SSL in the news
SSL is a protocol for point-to-point confidential and authenticated communication over an insecure medium. It is the protocol behind HTTPS, among many other uses. In an Internet-connected system, the SSL implementation stands at the frontier between the system and the hostile outside world. For this reason, SSL implementation flaws are a prime target for attacks.
An ordinary bug
A rather banal SSL implementation bug was revealed over the weekend. A duplicated line in a crucial, if ordinary-looking, sequence of validation operations means that some of the validation steps are not taken:
... if ((err = ReadyHash(&SSLHashSHA1, &hashCtx)) != 0) goto fail; if ((err = SSLHashSHA1.update(&hashCtx, &clientRandom)) != 0) goto fail; if ((err = SSLHashSHA1.update(&hashCtx, &serverRandom)) != 0) goto fail; if ((err = SSLHashSHA1.update(&hashCtx, &signedParams)) != 0) goto fail; goto fail; // <------------------------------------------------- if ((err = SSLHashSHA1.final(&hashCtx, &hashOut)) != 0) goto fail; ... fail: SSLFreeBuffer(&signedHashes); SSLFreeBuffer(&hashCtx); return err; }
Note that the second consecutive
goto fail is executed with variable
err containing the result of the last validation operation,
0, indicating success. This value is returned as-is by the function; the caller is therefore mislead into believing that the validation succeeded, despite some of the validation steps not having been executed.

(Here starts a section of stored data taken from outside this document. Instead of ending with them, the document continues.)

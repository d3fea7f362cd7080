//! In-memory commerce backend for cartsync.
//!
//! Serves the cart endpoints the client talks to, backed by a catalog and
//! per-user carts held in memory. Used by the integration tests and by
//! `cartsync mock-server` for local development.
//!
//! # Route Structure
//!
//! ```text
//! GET  /health             - Health check
//! GET  /api/products       - Catalog listing ({products: [...]})
//! GET  /api/cart?user_id=  - Cart for a user
//! POST /api/cart/update    - Apply one net quantity change
//! POST /api/cart/batch     - Apply several net changes, all-or-nothing
//! POST /api/cart/clear     - Remove every line
//! ```

#![cfg_attr(not(test), forbid(unsafe_code))]

mod error;
mod routes;
mod state;

use std::net::SocketAddr;

use axum::Router;
use tokio::net::TcpListener;
use tokio::task::JoinHandle;
use tower_http::trace::TraceLayer;

pub use error::MockError;
pub use state::{CallCounters, MockBackend};

/// Build the router for `backend`.
pub fn router(backend: MockBackend) -> Router {
    routes::routes()
        .layer(TraceLayer::new_for_http())
        .with_state(backend)
}

/// Serve `backend` on `listener` until the task is dropped or aborted.
///
/// # Errors
///
/// Returns an error if the server fails while accepting connections.
pub async fn serve(listener: TcpListener, backend: MockBackend) -> std::io::Result<()> {
    axum::serve(listener, router(backend)).await
}

/// Bind `addr` and serve `backend` on a background task.
///
/// Returns the bound address (useful with port 0) and the server task.
///
/// # Errors
///
/// Returns an error if the address cannot be bound.
pub async fn spawn(
    addr: SocketAddr,
    backend: MockBackend,
) -> std::io::Result<(SocketAddr, JoinHandle<std::io::Result<()>>)> {
    let listener = TcpListener::bind(addr).await?;
    let local_addr = listener.local_addr()?;
    tracing::info!("Mock commerce backend listening on {local_addr}");
    let handle = tokio::spawn(serve(listener, backend));
    Ok((local_addr, handle))
}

Because C lacks an exception mechanism, the above is an often-seen programming pattern. The programming style here can hardly be blamed: this is how the best C programs are written. Except of course for the extraneous
The SSL implementation, and thus the bug in question, are found in tens of millions of iOS devices, with a few additional Mac OS X computers on top of that. The scope of the security problem caused by this bug, and the obviousness of the issue when pointed out, have together lead to much commentary on Twitter and other popular discussion forums.
So reaction. Very noise
“I would never have had this problem because I know that
goto is bad”, some commenters claim. I wish I was caricaturing, but I am unfortunately only paraphrasing and combining several public reactions into one.
“I would never have had this problem because I use braces”, essentially state others. Certainly, the root cause of the problem must have been that the developer who introduced the bug was confused about the meaning of
if (c) stmt1; stmt2;. Just look how ey indented it!

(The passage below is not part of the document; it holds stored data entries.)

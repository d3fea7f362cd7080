//! User identifier type.

use core::fmt;

use serde::{Deserialize, Serialize};

/// Errors that can occur when parsing a [`UserId`].
#[derive(thiserror::Error, Debug, Clone, PartialEq, Eq)]
pub enum UserIdError {
    /// The input string is empty (after trimming).
    #[error("user id cannot be empty")]
    Empty,
    /// The input string is too long.
    #[error("user id must be at most {max} characters")]
    TooLong {
        /// Maximum allowed length.
        max: usize,
    },
    /// The input contains characters outside `[A-Za-z0-9_-]`.
    #[error("user id contains invalid character {0:?}")]
    InvalidCharacter(char),
}

/// The identifier of the logged-in user whose cart is being synchronized.
///
/// The backend issues these at login; the client treats them as opaque but
/// rejects values that could not have come from the backend.
///
/// ## Constraints
///
/// - Surrounding whitespace is trimmed
/// - Length: 1-64 characters
/// - Characters: ASCII letters, digits, `_` and `-`
///
/// ## Examples
///
/// ```
/// use cartsync_core::UserId;
///
/// assert!(UserId::parse("user_123").is_ok());
/// assert!(UserId::parse("  user_123 ").is_ok());
///
/// assert!(UserId::parse("").is_err());
/// assert!(UserId::parse("bad id").is_err());
/// ```
#[derive(Debug, Clone, Serialize, Deserialize, PartialEq, Eq, Hash)]
#[serde(transparent)]
pub struct UserId(String);

impl UserId {
    /// Maximum length of a user id.
    pub const MAX_LENGTH: usize = 64;

    /// Parse a `UserId` from a string.
    ///
    /// # Errors
    ///
    /// Returns an error if the trimmed input is empty, longer than
    /// [`Self::MAX_LENGTH`], or contains a character outside `[A-Za-z0-9_-]`.
    pub fn parse(s: &str) -> Result<Self, UserIdError> {
        let trimmed = s.trim();
        if trimmed.is_empty() {
            return Err(UserIdError::Empty);
        }

        if trimmed.len() > Self::MAX_LENGTH {
            return Err(UserIdError::TooLong {
                max: Self::MAX_LENGTH,
            });
        }

        if let Some(bad) = trimmed
            .chars()
            .find(|c| !(c.is_ascii_alphanumeric() || *c == '_' || *c == '-'))
        {
            return Err(UserIdError::InvalidCharacter(bad));
        }

        Ok(Self(trimmed.to_owned()))
    }

    /// Returns the user id as a string slice.
    #[must_use]
    pub fn as_str(&self) -> &str {
        &self.0
    }
}

impl fmt::Display for UserId {
    fn fmt(&self, f: &mut fmt::Formatter<'_>) -> fmt::Result {
        write!(f, "{}", self.0)
    }
}

impl std::str::FromStr for UserId {
    type Err = UserIdError;

    fn from_str(s: &str) -> Result<Self, Self::Err> {
        Self::parse(s)
    }
}

impl AsRef<str> for UserId {
    fn as_ref(&self) -> &str {
        &self.0
    }
}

These two often-heard remarks strongly suggest to use brace-less control flow or the presence of
goto as predictors of defects in C code. I am sure this will be a fruitful research direction. Someone from the software engineering academic community should look into it.

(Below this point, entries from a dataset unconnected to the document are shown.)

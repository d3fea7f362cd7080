//! Newtype IDs for type-safe entity references.
//!
//! Use the `define_id!` macro to create type-safe ID wrappers that prevent
//! accidentally mixing IDs from different entity types.

/// Macro to define a type-safe ID wrapper.
///
/// Creates a newtype wrapper around `i64` with:
/// - `Serialize`/`Deserialize` with `#[serde(transparent)]`
/// - `Debug`, `Clone`, `Copy`, `PartialEq`, `Eq`, `Hash`, `PartialOrd`, `Ord`
/// - Conversion methods: `new()`, `as_i64()`
/// - `From<i64>` and `Into<i64>` implementations
/// - `FromStr` accepting a decimal integer with surrounding whitespace
///
/// # Example
///
/// ```rust
/// # use cartsync_core::define_id;
/// define_id!(ProductId);
/// define_id!(OrderId);
///
/// let product_id = ProductId::new(1);
/// let order_id = OrderId::new(1);
///
/// // These are different types, so this won't compile:
/// // let _: ProductId = order_id;
/// ```
#[macro_export]
macro_rules! define_id {
    ($name:ident) => {
        #[derive(
            Debug,
            Clone,
            Copy,
            PartialEq,
            Eq,
            Hash,
            PartialOrd,
            Ord,
            ::serde::Serialize,
            ::serde::Deserialize
        )]
        #[serde(transparent)]
        pub struct $name(i64);

        impl $name {
            /// Create a new ID from an i64 value.
            #[must_use]
            pub const fn new(id: i64) -> Self {
                Self(id)
            }

            /// Get the underlying i64 value.
            #[must_use]
            pub const fn as_i64(&self) -> i64 {
                self.0
            }
        }

        impl ::core::fmt::Display for $name {
            fn fmt(&self, f: &mut ::core::fmt::Formatter<'_>) -> ::core::fmt::Result {
                write!(f, "{}", self.0)
            }
        }

        impl ::core::str::FromStr for $name {
            type Err = ::core::num::ParseIntError;

            fn from_str(s: &str) -> ::core::result::Result<Self, Self::Err> {
                s.trim().parse::<i64>().map(Self)
            }
        }

        impl From<i64> for $name {
            fn from(id: i64) -> Self {
                Self(id)
            }
        }

        impl From<$name> for i64 {
            fn from(id: $name) -> Self {
                id.0
            }
        }
    };
}

define_id!(ProductId);
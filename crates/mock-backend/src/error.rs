//! Error responses of the mock backend.

use axum::{
    Json,
    http::StatusCode,
    response::{IntoResponse, Response},
};
use cartsync_core::ProductId;
use serde_json::json;
use thiserror::Error;

/// Failure of a cart request, rendered as `{"error": "..."}`.
#[derive(Debug, Error, PartialEq, Eq)]
pub enum MockError {
    /// `user_id` missing from the request.
    #[error("user_id required")]
    MissingUser,

    /// No such user; clients must re-authenticate.
    #[error("user not found. Please login again.")]
    UserNotFound,

    /// No such product in the catalog.
    #[error("product {0} not found")]
    ProductNotFound(ProductId),

    /// The change would take a quantity below zero.
    #[error("quantity of product {0} cannot go below zero")]
    BelowZero(ProductId),

    /// The change would take a quantity past what a cart line can hold.
    #[error("quantity of product {0} is out of range")]
    QuantityOutOfRange(ProductId),

    /// Malformed request body.
    #[error("{0}")]
    BadRequest(String),

    /// Failure injected by a test.
    #[error("Failed to update cart: injected failure")]
    Injected,
}

impl MockError {
    /// HTTP status for this error.
    #[must_use]
    pub const fn status(&self) -> StatusCode {
        match self {
            Self::UserNotFound => StatusCode::NOT_FOUND,
            Self::MissingUser
            | Self::ProductNotFound(_)
            | Self::BelowZero(_)
            | Self::QuantityOutOfRange(_)
            | Self::BadRequest(_) => StatusCode::BAD_REQUEST,
            Self::Injected => StatusCode::INTERNAL_SERVER_ERROR,
        }
    }
}

impl IntoResponse for MockError {
    fn into_response(self) -> Response {
        tracing::warn!(error = %self, "Cart request failed");
        (self.status(), Json(json!({ "error": self.to_string() }))).into_response()
    }
}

“Just adding a single line of code can bring a system to its knees”, reminds Arie van Deursen. True, true, an important lesson there. We should all insert the following line somewhere in our respective codebases from time to time and take a good look at the effect it has, in remembrance.
It is Ariane 5 all over again! Worse, instead of just the makers of formal verification systems, everyone seems to have a scheme to prevent the problem they already know is there.
An interesting bug in a different SSL implementation
The problem in most of the armchair analysis that has been going on on the Internet lies in the two following questions: how many more bugs in security-critical C code does the proposed remedy (be it more braces, fewer gotos, …) find? How many time-costly, tedious, soul-crushingly boring false positives does it uncover?
Since commenters have been generalizing on the basis of a population of one sample, I feel no shame in presenting my own single example, raising the total number of scrutinized bugs to two. Note that, for us to make statistically sound arguments, we will eventually need to extend the discussion to examples of correct code that we do not wish to change.
Until then, here is a funny SSL implementation bug. It is characterized as follows, in a version of PolarSSL 1.1.8 that colleagues and I have been modifying.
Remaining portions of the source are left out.